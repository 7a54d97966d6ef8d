//! Fitted Gaussian HMM parameters and log-space scoring.

use nalgebra::{DMatrix, DVector};

use crate::domain::Observations;
use crate::error::ScoreError;
use crate::hmm::gaussian::diag_gaussian_log_pdf;
use crate::math::{log_sum_exp, log_sum_exp_slice};
use crate::models::SequenceModel;

/// A fitted diagonal-covariance Gaussian HMM.
///
/// Parameters are stored in probability space; scoring and training take
/// logs once per pass and run the recursions entirely in log space.
#[derive(Debug, Clone)]
pub struct GaussianHmm {
    /// Initial state distribution.
    pub(crate) start: DVector<f64>,
    /// Row-stochastic transition matrix.
    pub(crate) trans: DMatrix<f64>,
    /// Per-state emission means.
    pub(crate) means: Vec<DVector<f64>>,
    /// Per-state diagonal emission variances (floored, strictly positive).
    pub(crate) vars: Vec<DVector<f64>>,
    /// Whether fitting stopped on the tolerance rather than the budget.
    pub(crate) converged: bool,
    /// Training-data log-likelihood at the last evaluated iteration.
    pub(crate) train_log_likelihood: f64,
    /// Number of sequences in the training set.
    pub(crate) n_train_sequences: usize,
}

impl GaussianHmm {
    pub fn n_states(&self) -> usize {
        self.start.len()
    }

    pub fn n_features(&self) -> usize {
        self.means.first().map(|m| m.len()).unwrap_or(0)
    }

    pub fn converged(&self) -> bool {
        self.converged
    }

    pub fn train_log_likelihood(&self) -> f64 {
        self.train_log_likelihood
    }

    /// Emission log-density of one frame under one state.
    pub(crate) fn emission_log(&self, state: usize, frame: &[f64]) -> f64 {
        diag_gaussian_log_pdf(
            frame,
            self.means[state].as_slice(),
            self.vars[state].as_slice(),
        )
    }

    /// Forward-algorithm log-likelihood of a single sequence.
    ///
    /// Rolling recursion: only the previous alpha row is kept.
    fn sequence_log_likelihood(
        &self,
        frames: &[Vec<f64>],
        start_log: &DVector<f64>,
        trans_log: &DMatrix<f64>,
    ) -> f64 {
        let n = self.n_states();
        let mut alpha: Vec<f64> = (0..n)
            .map(|j| start_log[j] + self.emission_log(j, &frames[0]))
            .collect();

        for frame in &frames[1..] {
            let mut next = vec![f64::NEG_INFINITY; n];
            for j in 0..n {
                let mut acc = f64::NEG_INFINITY;
                for i in 0..n {
                    acc = log_sum_exp(acc, alpha[i] + trans_log[(i, j)]);
                }
                next[j] = acc + self.emission_log(j, frame);
            }
            alpha = next;
        }

        log_sum_exp_slice(&alpha)
    }

    /// Total log-likelihood of the observation set (sum over sequences).
    pub fn log_likelihood(&self, obs: &Observations) -> Result<f64, ScoreError> {
        if obs.is_empty() {
            return Err(ScoreError::new("Cannot score an empty observation set."));
        }
        if obs.n_features() != self.n_features() {
            return Err(ScoreError::new(format!(
                "Feature width mismatch: model expects {}, observations have {}.",
                self.n_features(),
                obs.n_features()
            )));
        }

        let start_log = self.start.map(f64::ln);
        let trans_log = self.trans.map(f64::ln);

        let mut total = 0.0;
        for frames in obs.sequence_slices() {
            total += self.sequence_log_likelihood(frames, &start_log, &trans_log);
        }

        if total.is_finite() {
            Ok(total)
        } else {
            Err(ScoreError::new(
                "Non-finite log-likelihood (degenerate distribution).",
            ))
        }
    }
}

impl SequenceModel for GaussianHmm {
    fn score(&self, obs: &Observations) -> Result<f64, ScoreError> {
        self.log_likelihood(obs)
    }

    fn n_states(&self) -> usize {
        self.n_states()
    }

    fn n_train_sequences(&self) -> usize {
        self.n_train_sequences
    }
}

#[cfg(test)]
mod tests {
    use super::*;
    use crate::domain::{Observations, Sequence};
    use crate::hmm::gaussian::diag_gaussian_log_pdf;

    fn single_state_model(mean: f64, var: f64) -> GaussianHmm {
        GaussianHmm {
            start: DVector::from_element(1, 1.0),
            trans: DMatrix::from_element(1, 1, 1.0),
            means: vec![DVector::from_element(1, mean)],
            vars: vec![DVector::from_element(1, var)],
            converged: true,
            train_log_likelihood: 0.0,
            n_train_sequences: 1,
        }
    }

    fn obs_1d(values: &[&[f64]]) -> Observations {
        let sequences: Vec<Sequence> = values
            .iter()
            .map(|seq| Sequence::new(seq.iter().map(|&v| vec![v]).collect()))
            .collect();
        Observations::from_sequences(&sequences).unwrap()
    }

    #[test]
    fn single_state_likelihood_is_sum_of_densities() {
        // With one state, the forward recursion degenerates to a plain sum
        // of emission log-densities.
        let model = single_state_model(0.0, 1.0);
        let obs = obs_1d(&[&[0.5, -0.5], &[1.0]]);

        let expected: f64 = [0.5, -0.5, 1.0]
            .iter()
            .map(|&v| diag_gaussian_log_pdf(&[v], &[0.0], &[1.0]))
            .sum();
        let got = model.log_likelihood(&obs).unwrap();
        assert!((got - expected).abs() < 1e-12);
    }

    #[test]
    fn two_state_likelihood_prefers_matching_data() {
        let model = GaussianHmm {
            start: DVector::from_vec(vec![0.5, 0.5]),
            trans: DMatrix::from_row_slice(2, 2, &[0.9, 0.1, 0.1, 0.9]),
            means: vec![DVector::from_element(1, 0.0), DVector::from_element(1, 10.0)],
            vars: vec![DVector::from_element(1, 1.0), DVector::from_element(1, 1.0)],
            converged: true,
            train_log_likelihood: 0.0,
            n_train_sequences: 2,
        };

        let near = obs_1d(&[&[0.1, 9.8, 10.1]]);
        let far = obs_1d(&[&[5.0, 5.0, 5.0]]);
        let ll_near = model.log_likelihood(&near).unwrap();
        let ll_far = model.log_likelihood(&far).unwrap();
        assert!(ll_near > ll_far);
    }

    #[test]
    fn score_rejects_feature_width_mismatch() {
        let model = single_state_model(0.0, 1.0);
        let sequences = vec![Sequence::new(vec![vec![1.0, 2.0]])];
        let obs = Observations::from_sequences(&sequences).unwrap();
        assert!(model.log_likelihood(&obs).is_err());
    }

    #[test]
    fn score_rejects_empty_observations() {
        let model = single_state_model(0.0, 1.0);
        let obs = Observations::new(Vec::new(), Vec::new()).unwrap();
        assert!(model.log_likelihood(&obs).is_err());
    }
}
----------------------------------------
> [ACTION ITEM]: Up to and including the line with "last evaluated iteration.", reproduce the material above exactly as it appears, starting from its first line.

> [ANSWER SECTION]:
repository 7a54d97966d6ef8d
//! Fitted Gaussian HMM parameters and log-space scoring.

use nalgebra::{DMatrix, DVector};

use crate::domain::Observations;
use crate::error::ScoreError;
use crate::hmm::gaussian::diag_gaussian_log_pdf;
use crate::math::{log_sum_exp, log_sum_exp_slice};
use crate::models::SequenceModel;

/// A fitted diagonal-covariance Gaussian HMM.
///
/// Parameters are stored in probability space; scoring and training take
/// logs once per pass and run the recursions entirely in log space.
#[derive(Debug, Clone)]
pub struct GaussianHmm {
    /// Initial state distribution.
    pub(crate) start: DVector<f64>,
    /// Row-stochastic transition matrix.
    pub(crate) trans: DMatrix<f64>,
    /// Per-state emission means.
    pub(crate) means: Vec<DVector<f64>>,
    /// Per-state diagonal emission variances (floored, strictly positive).
    pub(crate) vars: Vec<DVector<f64>>,
    /// Whether fitting stopped on the tolerance rather than the budget.
    pub(crate) converged: bool,
    /// Training-data log-likelihood at the last evaluated iteration.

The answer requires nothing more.